What this task involves
All of the data must be returned exactly as given.

Extracted material
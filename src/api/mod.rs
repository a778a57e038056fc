//! REST API: routers, handlers, typed errors.

pub mod error;
pub mod handlers;
pub mod rest;
pub mod types;

pub use error::{ApiError, ErrorCode};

Reply
filename src/api/mod.rs
repository a778a57e038056fc
//! REST API: routers, handlers, typed errors.

pub mod error;
pub mod handlers;
pub mod rest;
pub mod types;

pub use error::{ApiError, ErrorCode};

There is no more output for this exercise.